There is another factor to take into consideration. Clinical trauma recovery includes addressing what may be triggering our traumatic reactions and finding ways to reduce our anxiety levels. However, we are living in a high-tech world which bombards us from every direction with media stories that fuel our fear and anxiety. If we are not careful, these powerful emotions can develop into Post-traumatic Stress Symptoms, which we unwittingly feed into the collective unconscious. Therefore, even though we may be doing well as individuals as we go through these immense global and planetary changes, we are being traumatically impacted on a psychic level by what’s being carried in the collective.

This is why, seemingly out of nowhere, people are experiencing traumatic symptoms such as intrusive nightmares about climate change or avoiding the reality of what’s going on by continually spacing out or experiencing hyperarousal through poor sleeping or panic attacks. These are enormous concerns, with no concrete answers. I don’t like using cliches, but we are indeed living through unprecedented times, and none of us really know how to deal with it.

Honouring a duty of care

Honouring a duty of care

So, how can we take back a modicum of control? I believe a place to start is being aware that we have duty of care for each other. People want and need to be heard, and if we aren’t listened to, it makes us angry and resentful. This leads to bad feelings towards others, especially those in authority. So, it’s about making a space to really hear each other. It’s also about being vigilant. When people become deeply traumatised, they often act out of character. This is when we can perhaps point the person in the direction of a trauma specialist.

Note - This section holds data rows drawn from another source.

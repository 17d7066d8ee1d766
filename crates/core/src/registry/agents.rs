use std::collections::BTreeMap;
use std::fmt;
use std::sync::Arc;

use serde::{Deserialize, Serialize};
use serde_json::Value;
use tracing::{debug, info};

use crate::agent::Agent;
use crate::errors::RegistryError;

/// Descriptive record kept alongside each registered agent.
#[derive(Clone, Debug, Default, PartialEq, Serialize, Deserialize)]
pub struct AgentMetadataEntry {
    pub name: String,
    pub team: String,
    pub version: String,
    pub capabilities: Vec<String>,
    #[serde(default)]
    pub description: String,
    #[serde(default, skip_serializing_if = "Option::is_none")]
    pub input_schema: Option<Value>,
    #[serde(default, skip_serializing_if = "Option::is_none")]
    pub output_schema: Option<Value>,
    #[serde(default, skip_serializing_if = "Option::is_none")]
    pub reporting_to: Option<String>,
}

impl AgentMetadataEntry {
    pub fn new(
        name: impl Into<String>,
        team: impl Into<String>,
        version: impl Into<String>,
        capabilities: Vec<String>,
    ) -> Self {
        Self {
            name: name.into(),
            team: team.into(),
            version: version.into(),
            capabilities,
            ..Self::default()
        }
    }

    pub fn with_description(mut self, description: impl Into<String>) -> Self {
        self.description = description.into();
        self
    }

    pub fn reporting_to(mut self, supervisor: impl Into<String>) -> Self {
        self.reporting_to = Some(supervisor.into());
        self
    }
}

struct RegisteredAgent {
    agent: Arc<dyn Agent>,
    metadata: AgentMetadataEntry,
}

/// Name → implementation and name → metadata, keyed by `metadata.name`.
#[derive(Default)]
pub struct AgentRegistry {
    agents: BTreeMap<String, RegisteredAgent>,
}

impl fmt::Debug for AgentRegistry {
    fn fmt(&self, f: &mut fmt::Formatter<'_>) -> fmt::Result {
        f.debug_struct("AgentRegistry").field("agents", &self.names()).finish()
    }
}

impl AgentRegistry {
    pub fn new() -> Self {
        Self::default()
    }

    pub fn register(
        &mut self,
        agent: Arc<dyn Agent>,
        metadata: AgentMetadataEntry,
    ) -> Result<(), RegistryError> {
        if self.agents.contains_key(&metadata.name) {
            return Err(RegistryError::AlreadyRegistered { name: metadata.name });
        }

        info!(
            event_name = "registry.agent.registered",
            agent = %metadata.name,
            team = %metadata.team,
            version = %metadata.version,
            "registered agent"
        );
        self.agents.insert(metadata.name.clone(), RegisteredAgent { agent, metadata });
        Ok(())
    }

    pub fn get(&self, name: &str) -> Result<Arc<dyn Agent>, RegistryError> {
        self.agents
            .get(name)
            .map(|registered| Arc::clone(&registered.agent))
            .ok_or_else(|| self.not_found(name))
    }

    /// Lookup used by the coordinator, which maps `None` to an execution error.
    pub fn get_agent(&self, name: &str) -> Option<Arc<dyn Agent>> {
        self.agents.get(name).map(|registered| Arc::clone(&registered.agent))
    }

    pub fn get_metadata(&self, name: &str) -> Result<&AgentMetadataEntry, RegistryError> {
        self.agents.get(name).map(|registered| &registered.metadata).ok_or_else(|| self.not_found(name))
    }

    /// Filters apply conjunctively; `None` means "any".
    pub fn list_agents(&self, team: Option<&str>, capability: Option<&str>) -> Vec<&AgentMetadataEntry> {
        let results: Vec<_> = self
            .agents
            .values()
            .map(|registered| &registered.metadata)
            .filter(|metadata| team.map_or(true, |team| metadata.team == team))
            .filter(|metadata| {
                capability.map_or(true, |capability| {
                    metadata.capabilities.iter().any(|provided| provided == capability)
                })
            })
            .collect();

        debug!(
            event_name = "registry.agent.listed",
            count = results.len(),
            team = team.unwrap_or("*"),
            capability = capability.unwrap_or("*"),
            "listed agents"
        );
        results
    }

    pub fn has(&self, name: &str) -> bool {
        self.agents.contains_key(name)
    }

    pub fn names(&self) -> Vec<String> {
        self.agents.keys().cloned().collect()
    }

    pub fn len(&self) -> usize {
        self.agents.len()
    }

    pub fn is_empty(&self) -> bool {
        self.agents.is_empty()
    }

    pub fn unregister(&mut self, name: &str) -> Result<(), RegistryError> {
        if self.agents.remove(name).is_none() {
            return Err(self.not_found(name));
        }
        info!(event_name = "registry.agent.unregistered", agent = name, "unregistered agent");
        Ok(())
    }

    fn not_found(&self, name: &str) -> RegistryError {
        RegistryError::NotFound { name: name.to_string(), available: self.names() }
    }
}

#[cfg(test)]
mod tests {
    use std::sync::Arc;

    use async_trait::async_trait;

    use super::{AgentMetadataEntry, AgentRegistry};
    use crate::agent::Agent;
    use crate::errors::{AgentError, RegistryError};
    use crate::types::{AgentInput, AgentMetadata, AgentOutput, Context};

    struct NamedAgent {
        name: &'static str,
    }

    #[async_trait]
    impl Agent for NamedAgent {
        fn name(&self) -> &str {
            self.name
        }

        async fn execute(&self, _input: AgentInput) -> Result<AgentOutput, AgentError> {
            Ok(AgentOutput::new(Context::new(), AgentMetadata::new(self.name, "1.0.0")))
        }
    }

    fn entry(name: &str, team: &str, capabilities: &[&str]) -> AgentMetadataEntry {
        AgentMetadataEntry::new(
            name,
            team,
            "1.0.0",
            capabilities.iter().map(|capability| capability.to_string()).collect(),
        )
    }

    fn registry() -> AgentRegistry {
        let mut registry = AgentRegistry::new();
        registry
            .register(Arc::new(NamedAgent { name: "ceo" }), entry("ceo", "executive", &["strategy"]))
            .expect("register ceo");
        registry
            .register(
                Arc::new(NamedAgent { name: "cto" }),
                entry("cto", "executive", &["architecture", "strategy"]),
            )
            .expect("register cto");
        registry
            .register(Arc::new(NamedAgent { name: "qa" }), entry("qa", "development", &["qa"]))
            .expect("register qa");
        registry
    }

    #[test]
    fn duplicate_registration_fails_and_keeps_original() {
        let mut registry = registry();
        let error = registry
            .register(Arc::new(NamedAgent { name: "impostor" }), entry("ceo", "ops", &[]))
            .expect_err("duplicate must fail");

        assert_eq!(error, RegistryError::AlreadyRegistered { name: "ceo".to_owned() });
        assert_eq!(registry.get("ceo").expect("original").name(), "ceo");
        assert_eq!(registry.get_metadata("ceo").expect("metadata").team, "executive");
    }

    #[test]
    fn missing_lookup_lists_available_names() {
        let registry = registry();
        let error = match registry.get("ghost") {
            Ok(_) => panic!("ghost must not resolve"),
            Err(error) => error,
        };
        assert_eq!(
            error,
            RegistryError::NotFound {
                name: "ghost".to_owned(),
                available: vec!["ceo".to_owned(), "cto".to_owned(), "qa".to_owned()],
            }
        );
        assert!(registry.get_agent("ghost").is_none());
        assert!(registry.get_metadata("ghost").is_err());
    }

    #[test]
    fn list_filters_apply_conjunctively() {
        let registry = registry();
        assert_eq!(registry.list_agents(None, None).len(), 3);

        let executive: Vec<_> =
            registry.list_agents(Some("executive"), None).iter().map(|m| m.name.clone()).collect();
        assert_eq!(executive, vec!["ceo", "cto"]);

        let architects: Vec<_> = registry
            .list_agents(Some("executive"), Some("architecture"))
            .iter()
            .map(|m| m.name.clone())
            .collect();
        assert_eq!(architects, vec!["cto"]);

        assert!(registry.list_agents(Some("development"), Some("strategy")).is_empty());
    }

    #[test]
    fn unregister_removes_agent_and_rejects_unknown() {
        let mut registry = registry();
        registry.unregister("qa").expect("unregister qa");
        assert!(!registry.has("qa"));
        assert_eq!(registry.len(), 2);

        assert!(matches!(registry.unregister("qa"), Err(RegistryError::NotFound { .. })));
    }
}
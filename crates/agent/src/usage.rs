use chrono::{DateTime, Utc};

use ano_core::types::AgentMetadata;

use crate::llm::LlmResponse;

/// Counts LLM calls and tokens for a single `execute` call.
#[derive(Clone, Debug)]
pub struct UsageTracker {
    agent_name: String,
    version: String,
    started_at: DateTime<Utc>,
    llm_calls: u32,
    input_tokens: u64,
    output_tokens: u64,
}

impl UsageTracker {
    pub fn start(agent_name: impl Into<String>, version: impl Into<String>) -> Self {
        Self {
            agent_name: agent_name.into(),
            version: version.into(),
            started_at: Utc::now(),
            llm_calls: 0,
            input_tokens: 0,
            output_tokens: 0,
        }
    }

    pub fn record(&mut self, response: &LlmResponse) {
        self.llm_calls = self.llm_calls.saturating_add(1);
        self.input_tokens = self.input_tokens.saturating_add(response.input_tokens);
        self.output_tokens = self.output_tokens.saturating_add(response.output_tokens);
    }

    pub fn llm_calls(&self) -> u32 {
        self.llm_calls
    }

    pub fn tokens_used(&self) -> u64 {
        self.input_tokens.saturating_add(self.output_tokens)
    }

    pub fn finish(self) -> AgentMetadata {
        let tokens_used = self.tokens_used();
        AgentMetadata {
            agent_name: self.agent_name,
            version: self.version,
            started_at: self.started_at,
            completed_at: Some(Utc::now()),
            llm_calls: self.llm_calls,
            tokens_used,
        }
    }
}

#[cfg(test)]
mod tests {
    use super::UsageTracker;
    use crate::llm::LlmResponse;

    fn response(input_tokens: u64, output_tokens: u64) -> LlmResponse {
        LlmResponse {
            text: "{}".to_string(),
            model: "offline-advisor".to_string(),
            input_tokens,
            output_tokens,
            latency_ms: 1.0,
        }
    }

    #[test]
    fn tracker_sums_calls_into_metadata() {
        let mut tracker = UsageTracker::start("researcher", "1.0.0");
        tracker.record(&response(400, 100));
        tracker.record(&response(900, 100));

        assert_eq!(tracker.llm_calls(), 2);
        let metadata = tracker.finish();
        assert_eq!(metadata.agent_name, "researcher");
        assert_eq!(metadata.llm_calls, 2);
        assert_eq!(metadata.tokens_used, 1_500);
        assert!(metadata.completed_at.is_some_and(|done| done >= metadata.started_at));
    }

    #[test]
    fn untouched_tracker_reports_zero_usage() {
        let metadata = UsageTracker::start("optimizer", "2.0.0").finish();
        assert_eq!(metadata.llm_calls, 0);
        assert_eq!(metadata.tokens_used, 0);
        assert_eq!(metadata.version, "2.0.0");
    }
}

There are also ways in which we can become more conscious and wiser around how we react to inevitability of what’s happening to our world. For example:

  • Bravely admit that the world is changing and to stop fighting this reality. As already mentioned, any form of denial is exhausting.
  • Become an observer. I find it helps to imagine sitting on a bench, observing the madness of the world pass by rather than getting caught up in the emotional dramas that are playing out across the globe.
  • Do whatever we can to make a positive difference every day in our own life and in someone else’s life. I passionately believe in human decency and goodness and our ability to make positive changes through small acts of loving kindness.
  • Appreciate that there is much more at play here. None of us know how the complexities of the Universe manifest on Earth, or how we may be part of a greater plan that is unfolding.
  • Believe in life. Our interpretation of life tends to focus on the human experience. But life is abundant right across the planet in so many ways. The human experience may be changing and even drawing to an end, but life in some form will continue as long as the planet remains in existence.
  • Think beyond ourselves. We really are grains of sand on a seashore, just passing through this earthly existence. It’s time to move beyond our ego-driven self-important hubris and allow the awe and wonder of our mortality to guide our way.

I hope this helps you to have a little more understanding as to why you may be feeling exhausted, and how you may be able to cope with it.